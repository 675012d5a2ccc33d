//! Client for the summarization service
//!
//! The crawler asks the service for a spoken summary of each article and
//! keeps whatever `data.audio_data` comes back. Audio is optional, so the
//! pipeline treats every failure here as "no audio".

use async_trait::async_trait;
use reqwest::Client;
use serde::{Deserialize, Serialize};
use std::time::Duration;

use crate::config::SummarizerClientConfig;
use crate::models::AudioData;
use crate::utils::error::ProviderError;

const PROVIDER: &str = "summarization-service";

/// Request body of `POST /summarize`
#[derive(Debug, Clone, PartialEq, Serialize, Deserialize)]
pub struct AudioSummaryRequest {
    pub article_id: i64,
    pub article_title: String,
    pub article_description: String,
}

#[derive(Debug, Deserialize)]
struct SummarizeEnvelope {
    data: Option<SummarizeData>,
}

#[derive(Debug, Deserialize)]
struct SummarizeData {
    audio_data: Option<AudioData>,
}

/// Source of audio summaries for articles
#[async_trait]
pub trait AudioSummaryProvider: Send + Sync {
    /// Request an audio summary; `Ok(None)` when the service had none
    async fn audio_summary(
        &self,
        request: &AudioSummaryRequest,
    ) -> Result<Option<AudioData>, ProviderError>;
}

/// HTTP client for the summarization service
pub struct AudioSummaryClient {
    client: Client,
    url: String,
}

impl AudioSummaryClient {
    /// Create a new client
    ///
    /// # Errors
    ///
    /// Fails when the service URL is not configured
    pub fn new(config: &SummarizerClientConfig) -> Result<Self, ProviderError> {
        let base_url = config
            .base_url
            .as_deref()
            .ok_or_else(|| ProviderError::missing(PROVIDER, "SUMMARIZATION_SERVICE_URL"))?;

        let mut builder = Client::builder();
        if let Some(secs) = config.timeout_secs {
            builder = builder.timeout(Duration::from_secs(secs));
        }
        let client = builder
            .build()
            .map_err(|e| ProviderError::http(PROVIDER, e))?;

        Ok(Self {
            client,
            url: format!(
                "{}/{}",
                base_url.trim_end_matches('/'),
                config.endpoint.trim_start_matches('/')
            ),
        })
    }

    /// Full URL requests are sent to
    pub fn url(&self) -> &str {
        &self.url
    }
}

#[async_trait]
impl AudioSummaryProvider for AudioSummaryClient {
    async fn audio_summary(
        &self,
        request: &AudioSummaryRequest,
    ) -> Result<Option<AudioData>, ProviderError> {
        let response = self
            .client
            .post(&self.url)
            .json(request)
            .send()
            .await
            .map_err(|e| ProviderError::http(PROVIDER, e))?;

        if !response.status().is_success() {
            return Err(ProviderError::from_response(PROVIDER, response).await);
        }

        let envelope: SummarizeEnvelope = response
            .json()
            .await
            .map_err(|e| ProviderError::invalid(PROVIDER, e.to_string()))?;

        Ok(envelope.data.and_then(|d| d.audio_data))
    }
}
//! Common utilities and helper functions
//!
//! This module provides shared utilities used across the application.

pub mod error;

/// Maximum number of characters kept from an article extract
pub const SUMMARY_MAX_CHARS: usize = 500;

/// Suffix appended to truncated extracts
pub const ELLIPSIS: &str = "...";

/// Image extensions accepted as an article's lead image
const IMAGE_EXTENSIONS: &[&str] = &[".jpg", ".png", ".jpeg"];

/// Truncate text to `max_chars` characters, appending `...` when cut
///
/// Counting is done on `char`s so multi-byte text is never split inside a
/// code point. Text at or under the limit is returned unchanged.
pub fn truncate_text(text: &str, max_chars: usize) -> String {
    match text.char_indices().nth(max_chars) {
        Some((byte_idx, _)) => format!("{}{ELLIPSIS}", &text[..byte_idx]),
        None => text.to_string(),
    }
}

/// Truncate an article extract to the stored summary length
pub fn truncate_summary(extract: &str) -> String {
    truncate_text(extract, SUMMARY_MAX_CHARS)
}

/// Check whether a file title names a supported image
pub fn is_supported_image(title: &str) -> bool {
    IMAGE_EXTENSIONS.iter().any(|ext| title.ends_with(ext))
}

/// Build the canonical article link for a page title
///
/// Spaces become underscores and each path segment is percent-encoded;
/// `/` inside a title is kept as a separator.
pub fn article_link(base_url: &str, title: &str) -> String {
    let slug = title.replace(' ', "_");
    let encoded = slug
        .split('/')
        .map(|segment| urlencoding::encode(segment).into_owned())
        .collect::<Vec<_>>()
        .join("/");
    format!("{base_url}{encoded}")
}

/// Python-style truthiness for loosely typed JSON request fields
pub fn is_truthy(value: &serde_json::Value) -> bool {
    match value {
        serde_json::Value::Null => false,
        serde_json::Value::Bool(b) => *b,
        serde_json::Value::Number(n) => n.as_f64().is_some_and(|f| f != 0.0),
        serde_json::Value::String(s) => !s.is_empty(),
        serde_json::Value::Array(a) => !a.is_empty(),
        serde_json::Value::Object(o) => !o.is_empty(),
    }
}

---

Reproduce exactly the stretch of the material above that starts at the line with "pub fn truncate_summary(extract: &str)" and ends at the line with "segment is percent-encoded;", both included, and nothing else.

pub fn truncate_summary(extract: &str) -> String {
    truncate_text(extract, SUMMARY_MAX_CHARS)
}

/// Check whether a file title names a supported image
pub fn is_supported_image(title: &str) -> bool {
    IMAGE_EXTENSIONS.iter().any(|ext| title.ends_with(ext))
}

/// Build the canonical article link for a page title
///
/// Spaces become underscores and each path segment is percent-encoded;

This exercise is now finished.